- Asexuality means not experiencing sexual attraction to other people.
- But asexuality is a spectrum, so some people might be repulsed by sex while others feel indifferent.
- Though many avoid sex, asexual people may still enjoy kissing, cuddling, and hand-holding.
- Visit Insider’s Health Reference library for more advice.
Everybody is different when it comes to their desire for sex – some people might crave sex frequently, while others don’t care for it at all.
If you have little to no desire for sex or don’t experience sexual attraction, you might be asexual. Asexuality isn’t very common, accounting for an estimated 1.7% of non-heterosexual adults in the US. However, it’s still a valid sexuality that people experience.
What does asexuality mean?
“Asexuality does not mean celibacy or lacking libido. It simply means that a person doesn’t always – or ever – experience sexual attraction,” says Katherine Hertlein, PhD, sex therapist and expert advisor for the sex therapy app Blueheart.
This means that some asexual people might masturbate and experience sexual urges, but they typically don’t want to engage in sexual activity with another person.
A few signs of asexuality include:
- Not experiencing the desire to have sex with anyone
- Not being able to relate to others when they talk about sexual desire
- Not feeling mental or physical signs of arousal (such as vaginal lubrication or an erection)
- Having a partner but not feeling sexual attraction to them
In a relationship, some people who are asexual will not have sex at all with their partner, so their partner needs to rely on masturbation to have some of their needs met, says Hertlein.
Other times, asexual people might have sex in order to please their partner, if their partner is not asexual. In other cases, asexual individuals may choose to date other asexual individuals.
No sex doesn’t equate to no intimacy, though. Hertlein says asexual people can experience intimacy through:
- General touch
- Hand holding
- Caring for their partner
It’s also important to note that being asexual does not automatically make you aromantic. Asexuals can still fall in love or have a crush without the sexual aspect.
The asexual spectrum
Asexual people may fall anywhere on the asexual spectrum. Hertlein says the spectrum includes people who are:
- Sex-repulsed: When someone is repulsed by sexual behavior.
- Sex-averse: When someone is completely disinterested in sexual behavior.
- Sex-indifferent: When someone feels indifferent or neutral about sexual behavior.
- Sex-favorable: When someone feels positively about sex in certain situations.

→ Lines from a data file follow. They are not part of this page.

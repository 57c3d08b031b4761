//! Slot Registry
//!
//! Authoritative map of discovered slots to fulfillment state. Slots are
//! owned exclusively by the registry and mutated only through state
//! transitions; a slot is never deleted while its region exists, only marked
//! terminal. The registry is also the sole mint for `FulfillmentClaim`
//! tokens, which is how the at-most-one-in-flight-per-slot invariant is
//! enforced structurally rather than by convention.

use crate::document::DocumentSurface;
use crate::error::{Error, Result};
use crate::scorer::PriorityScorer;
use adlift_common::{
    AdliftEvent, EventBus, FailureKind, Geometry, RegionHandle, SlotId, SlotState,
};
use chrono::{DateTime, Utc};
use serde::Serialize;
use std::collections::{HashMap, VecDeque};
use std::time::{Duration, Instant};
use tokio::sync::RwLock;
use tracing::{debug, error, info};
use uuid::Uuid;

/// Bounded per-slot failure history length
const FAILURE_HISTORY_LIMIT: usize = 8;

/// One recorded attempt failure
#[derive(Debug, Clone)]
pub struct FailureRecord {
    pub kind: FailureKind,
    pub at: DateTime<Utc>,
}

/// A tracked placeholder slot
#[derive(Debug, Clone)]
pub struct Slot {
    pub id: SlotId,
    pub region: RegionHandle,
    pub geometry: Geometry,
    pub score: u8,
    pub state: SlotState,
    pub attempts: u32,
    pub last_attempt: Option<Instant>,
    pub failures: VecDeque<FailureRecord>,
    pub discovered_at: DateTime<Utc>,
    /// Updated on every transition; staleness is measured against this
    pub last_activity: Instant,
}

/// Witness that a slot legally entered `Fulfilling`
///
/// Only the registry can mint one (via `begin_fulfillment`), and the bridge
/// gateway consumes it by value on push. A second concurrent claim for the
/// same slot fails at the state machine, so two in-flight requests for one
/// slot cannot exist.
#[derive(Debug)]
pub struct FulfillmentClaim {
    slot_id: SlotId,
    region: RegionHandle,
}

impl FulfillmentClaim {
    pub fn slot_id(&self) -> SlotId {
        self.slot_id
    }

    pub fn region(&self) -> &RegionHandle {
        &self.region
    }
}

/// Read-only per-slot view for the monitor, dispatcher, and status surface
#[derive(Debug, Clone, Serialize)]
pub struct SlotSnapshot {
    pub id: SlotId,
    pub region: RegionHandle,
    pub state: SlotState,
    pub score: u8,
    pub attempts: u32,
    /// Milliseconds since the slot last changed state
    pub idle_ms: u64,
    pub discovered_at: DateTime<Utc>,
    pub failures: Vec<FailureKind>,
}

/// Point-in-time view of the whole registry
#[derive(Debug, Clone, Serialize)]
pub struct RegistrySnapshot {
    pub slots: Vec<SlotSnapshot>,
    pub taken_at: DateTime<Utc>,
}

impl RegistrySnapshot {
    pub fn count_in(&self, state: SlotState) -> usize {
        self.slots.iter().filter(|s| s.state == state).count()
    }

    pub fn in_flight(&self) -> usize {
        self.count_in(SlotState::Fulfilling)
    }
}

struct Inner {
    slots: HashMap<SlotId, Slot>,
    by_region: HashMap<RegionHandle, SlotId>,
    /// Terminally failed ids blocked from rediscovery until the cooldown
    /// elapses, preventing discover/fail thrash on broken placements
    terminal_cooldown: HashMap<SlotId, Instant>,
}

/// Authoritative slot store
pub struct SlotRegistry {
    inner: RwLock<Inner>,
    session_salt: Uuid,
    cooldown: Duration,
    events: EventBus,
}

impl SlotRegistry {
    pub fn new(cooldown: Duration, events: EventBus) -> Self {
        Self {
            inner: RwLock::new(Inner {
                slots: HashMap::new(),
                by_region: HashMap::new(),
                terminal_cooldown: HashMap::new(),
            }),
            session_salt: Uuid::new_v4(),
            cooldown,
            events,
        }
    }

    /// Scan the document for unfulfilled placeholder regions
    ///
    /// Idempotent: already-tracked regions are skipped, never duplicated.
    /// Regions without an explicit identity attribute are auto-repaired with
    /// a generated, session-salted id. Regions already holding content are
    /// not tracked (host auto-placement got there first).
    ///
    /// Returns the ids of newly inserted slots, in document order.
    pub async fn discover(
        &self,
        surface: &dyn DocumentSurface,
        scorer: &PriorityScorer,
        engagement: Option<f64>,
    ) -> Vec<SlotId> {
        let viewport = surface.viewport();
        let descriptors = surface.scan();
        let now = Instant::now();

        let mut inner = self.inner.write().await;
        let mut new_ids = Vec::new();

        for descriptor in descriptors {
            if inner.by_region.contains_key(&descriptor.region) {
                continue;
            }

            if surface.region_rendered(&descriptor.region) {
                debug!(region = %descriptor.region, "skipping pre-rendered region at discovery");
                continue;
            }

            let id = match &descriptor.explicit_id {
                Some(identity) => SlotId::from_identity(identity),
                None => SlotId::generate(&self.session_salt),
            };

            // A terminally failed id may only come back after its cooldown
            if let Some(existing) = inner.slots.get(&id) {
                if !existing.state.is_terminal() {
                    continue;
                }
                let old_region = existing.region.clone();
                match inner.terminal_cooldown.get(&id) {
                    Some(since) if since.elapsed() < self.cooldown => {
                        debug!(slot_id = %id, "rediscovery blocked by terminal cooldown");
                        continue;
                    }
                    _ => {
                        inner.terminal_cooldown.remove(&id);
                        inner.by_region.remove(&old_region);
                    }
                }
            }

            let score = scorer.score(&descriptor.geometry, &viewport, engagement);
            let slot = Slot {
                id,
                region: descriptor.region.clone(),
                geometry: descriptor.geometry,
                score,
                state: SlotState::Discovered,
                attempts: 0,
                last_attempt: None,
                failures: VecDeque::new(),
                discovered_at: Utc::now(),
                last_activity: now,
            };

            inner.by_region.insert(descriptor.region.clone(), id);
            inner.slots.insert(id, slot);
            new_ids.push(id);

            info!(slot_id = %id, region = %descriptor.region, score, "slot discovered");
            self.emit(AdliftEvent::SlotDiscovered {
                slot_id: id,
                region: descriptor.region,
                score,
                timestamp: Utc::now(),
            });
        }

        new_ids
    }

    /// Move a slot through its state machine
    ///
    /// Fails with `InvalidTransition` on illegal moves. A same-state
    /// transition is a no-op (re-enqueue deduplication relies on this).
    /// `failure` is recorded for `Failed`/`FailedTerminal` transitions.
    pub async fn transition(
        &self,
        id: SlotId,
        to: SlotState,
        failure: Option<FailureKind>,
    ) -> Result<()> {
        let mut inner = self.inner.write().await;
        let slot = inner.slots.get_mut(&id).ok_or(Error::SlotNotFound(id))?;

        if slot.state == to {
            return Ok(());
        }
        if !slot.state.can_transition_to(to) {
            return Err(Error::InvalidTransition {
                from: slot.state,
                to,
            });
        }

        apply_transition(slot, to, failure, &self.events);

        if to == SlotState::FailedTerminal {
            inner.terminal_cooldown.insert(id, Instant::now());
        }
        Ok(())
    }

    /// Claim a queued slot for fulfillment
    ///
    /// The sole path into `Fulfilling`. A claim for an already in-flight
    /// slot is a `DuplicateAttempt` (an engine bug), logged as such and
    /// guaranteed never to reach the bridge.
    pub async fn begin_fulfillment(&self, id: SlotId) -> Result<FulfillmentClaim> {
        let mut inner = self.inner.write().await;
        let slot = inner.slots.get_mut(&id).ok_or(Error::SlotNotFound(id))?;

        match slot.state {
            SlotState::Fulfilling => {
                error!(slot_id = %id, "duplicate fulfillment attempt blocked before bridge");
                Err(Error::DuplicateAttempt(id))
            }
            SlotState::Queued => {
                apply_transition(slot, SlotState::Fulfilling, None, &self.events);
                Ok(FulfillmentClaim {
                    slot_id: id,
                    region: slot.region.clone(),
                })
            }
            from => Err(Error::InvalidTransition {
                from,
                to: SlotState::Fulfilling,
            }),
        }
    }

    /// Read-only view of the whole registry
    pub async fn snapshot(&self) -> RegistrySnapshot {
        let inner = self.inner.read().await;
        let slots = inner
            .slots
            .values()
            .map(|slot| SlotSnapshot {
                id: slot.id,
                region: slot.region.clone(),
                state: slot.state,
                score: slot.score,
                attempts: slot.attempts,
                idle_ms: slot.last_activity.elapsed().as_millis() as u64,
                discovered_at: slot.discovered_at,
                failures: slot.failures.iter().map(|f| f.kind).collect(),
            })
            .collect();
        RegistrySnapshot {
            slots,
            taken_at: Utc::now(),
        }
    }

    pub async fn state_of(&self, id: SlotId) -> Option<SlotState> {
        self.inner.read().await.slots.get(&id).map(|s| s.state)
    }

    pub async fn region_of(&self, id: SlotId) -> Option<RegionHandle> {
        self.inner
            .read()
            .await
            .slots
            .get(&id)
            .map(|s| s.region.clone())
    }

    pub async fn geometry_of(&self, id: SlotId) -> Option<Geometry> {
        self.inner.read().await.slots.get(&id).map(|s| s.geometry)
    }

    pub async fn score_of(&self, id: SlotId) -> Option<u8> {
        self.inner.read().await.slots.get(&id).map(|s| s.score)
    }

    pub async fn attempts_of(&self, id: SlotId) -> Option<u32> {
        self.inner.read().await.slots.get(&id).map(|s| s.attempts)
    }

    pub async fn len(&self) -> usize {
        self.inner.read().await.slots.len()
    }

    pub async fn is_empty(&self) -> bool {
        self.inner.read().await.slots.is_empty()
    }

    /// Drop all tracked state (full-reload scenario)
    pub async fn clear(&self) {
        let mut inner = self.inner.write().await;
        inner.slots.clear();
        inner.by_region.clear();
        inner.terminal_cooldown.clear();
    }

    fn emit(&self, event: AdliftEvent) {
        if self.events.emit(event).is_err() {
            debug!("registry event dropped (no subscribers)");
        }
    }
}

/// Apply a validated transition to a slot and emit the matching events
///
/// Caller has already checked legality and holds the write lock.
fn apply_transition(
    slot: &mut Slot,
    to: SlotState,
    failure: Option<FailureKind>,
    events: &EventBus,
) {
    let from = slot.state;
    let now = Utc::now();

    match to {
        SlotState::Fulfilling => {
            slot.attempts += 1;
            slot.last_attempt = Some(Instant::now());
        }
        SlotState::Failed | SlotState::FailedTerminal => {
            if let Some(kind) = failure {
                slot.failures.push_back(FailureRecord { kind, at: now });
                if slot.failures.len() > FAILURE_HISTORY_LIMIT {
                    slot.failures.pop_front();
                }
            }
        }
        _ => {}
    }

    slot.state = to;
    slot.last_activity = Instant::now();

    events.emit_lossy(AdliftEvent::SlotStateChanged {
        slot_id: slot.id,
        old_state: from,
        new_state: to,
        timestamp: now,
    });

    match to {
        SlotState::Fulfilled => {
            let external = from != SlotState::Fulfilling;
            if external {
                info!(slot_id = %slot.id, "slot reconciled to fulfilled (external content)");
            } else {
                info!(slot_id = %slot.id, attempts = slot.attempts, "slot fulfilled");
            }
            events.emit_lossy(AdliftEvent::SlotFulfilled {
                slot_id: slot.id,
                attempts: slot.attempts,
                external,
                timestamp: now,
            });
        }
        SlotState::Failed | SlotState::FailedTerminal => {
            let kind = failure
                .or_else(|| slot.failures.back().map(|f| f.kind))
                .unwrap_or(FailureKind::Script);
            events.emit_lossy(AdliftEvent::SlotFailed {
                slot_id: slot.id,
                failure: kind,
                attempts: slot.attempts,
                terminal: to == SlotState::FailedTerminal,
                timestamp: now,
            });
        }
        _ => {}
    }
}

You may also hear of some common asexual identities including:
- Graysexual: When someone experiences sexual attraction infrequently or not intensely.
- Cupiosexual: When someone doesn’t experience sexual attraction, but they still want to participate in sexual behaviors, such as if they want to experience an orgasm or to feel closer to a romantic partner.
- Demisexual: When someone only experiences sexual attraction after getting to know someone deeply emotionally.
There’s no specific age when most asexual people realize they’re asexual, but some may notice it when they hit puberty and their friends are experiencing sexual attaction and talking about it, but they can’t relate. Or, they may not realize they’re asexual until later in life. It depends on the individual and where they fall on the asexual spectrum, says Hertlein.
Myths about axesuality
Since asexuality is not typically understood by the masses, there are some myths surrounding it. Three common myths about asexuality are:
- Myth 1: Asexual people aren’t sex-positive. Being sex-positive refers to having an open and non-judgemental attitude towards sex. Even though asexual people don’t experience sexual attraction, they can still be sex-positive, says Hertlein.
- Myth 2: Asexual people have no sexuality. Although people may find it a bit confusing, asexuality is in fact a type of sexuality. “[Asexuality] describes someone who doesn’t experience sexual desire or sexual attraction, and that is a sexual preference within itself,” says Hertlein.
- Myth 3: Asexuality means sexual dysfunction. This is a myth that’s harmful to the asexual community, Hertlein says. Asexuality is a sexual preference, not a sexual dysfunction. “This can lead to misdiagnosis, unnecessary medications, and induce low-self esteem and confidence issues in asexual people,” says Hertlein.
- Myth 4: Asexuality is not the same as aromanticism: Unlike asexual people, aromatic people may crave sex. The difference is that aromatic people have no desire for a relationship. But sometimes the two can coexist: A 2020 study found that about 26% of asexual people are also aromantic.
Asexuality is a type of sexuality where a person doesn’t typically feel any sexual attraction to others.
However, asexuality does fall on a spectrum and people experience it to varying degrees.
Asexual people still may experience the desire to have romantic, healthy relationships.
If you’re struggling with your own sexuality, don’t hesitate to reach out to a mental health professional who specializes in sexuality to talk it out in a safe space.